▶ [EXERCISE AIM]
In the entries below, find the string "based" and return each line holding it.

▶ [INFORMATION]
// src/config/content.rs
//! Static placeholder copy shown by the tab views.

pub struct Metric {
    pub label: &'static str,
    pub value: &'static str,
    pub delta: &'static str,
}

pub const MAIN_TITLE: &str = "AAL Sales Analytics Dashboard";
pub const FOOTER: &str = "AAL Sales Analytics Dashboard | Built with egui | © 2024";

pub const HOME_METRICS: [Metric; 4] = [
    Metric { label: "Total Revenue", value: "$X.XX M", delta: "XX% vs Q3" },
    Metric { label: "Total Transactions", value: "X,XXX", delta: "XXX transactions" },
    Metric { label: "Avg Transaction", value: "$XXX", delta: "$XX increase" },
    Metric { label: "States Analyzed", value: "X", delta: "All major markets" },
];

pub const KEY_FINDINGS: [&str; 4] = [
    "🏆 [State Name] leads with $X.XX million in revenue",
    "👥 [Group Name] shows strongest demographic performance",
    "⏰ [Time Period] identified as peak sales window",
    "🎯 XX% revenue growth opportunity identified",
];

pub const RECOMMENDATIONS: [(&str, &str); 4] = [
    ("Immediate Expansion", "in top-performing states"),
    ("Targeted Programs", "for underperforming demographics"),
    ("Operational Optimization", "based on time patterns"),
    ("Investment Priority", "allocation for maximum ROI"),
];

pub const QUICK_STATS: [(&str, &str); 3] = [
    ("Peak Performance Day", "[Day Name]"),
    ("Best Customer Segment", "[Group Name]"),
    ("Growth Opportunity", "$X.XX M"),
];

pub const QUICK_STATS_WARNING: &str = "Action Required: Underperforming states need attention";

pub const ANALYTICS_NOTICE: &str = "🚧 Analytics content will be added here. This section will include:";

pub const PERFORMANCE_ANALYSIS: [&str; 4] = [
    "State-wise revenue breakdown",
    "Demographic group performance",
    "Time-based sales patterns",
    "Trend analysis & forecasting",
];

pub const INTERACTIVE_FEATURES: [&str; 4] = [
    "Filterable data tables",
    "Dynamic chart selection",
    "Date range pickers",
    "Export capabilities",
];

pub const ANALYTICS_SECTIONS: [&str; 3] = [
    "🏢 State Performance Analysis",
    "👥 Demographic Analysis",
    "⏰ Time-based Analysis",
];

pub const TECHNICAL_SPECS: [(&str, &[&str]); 3] = [
    (
        "Data Sources",
        &["AusApparalSales4thQrt2020.csv", "7,560 transactions", "6 variables analyzed"],
    ),
    (
        "Analysis Tools",
        &["Rust", "egui / eframe", "csv", "Built-in PDF export"],
    ),
    (
        "Report Features",
        &["Interactive visualizations", "PDF export capability", "Real-time data filtering", "Multi-format file support"],
    ),
];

▶ [SOLUTION TO THIS TASK]
    ("Operational Optimization", "based on time patterns"),
    "Time-based sales patterns",
    "⏰ Time-based Analysis",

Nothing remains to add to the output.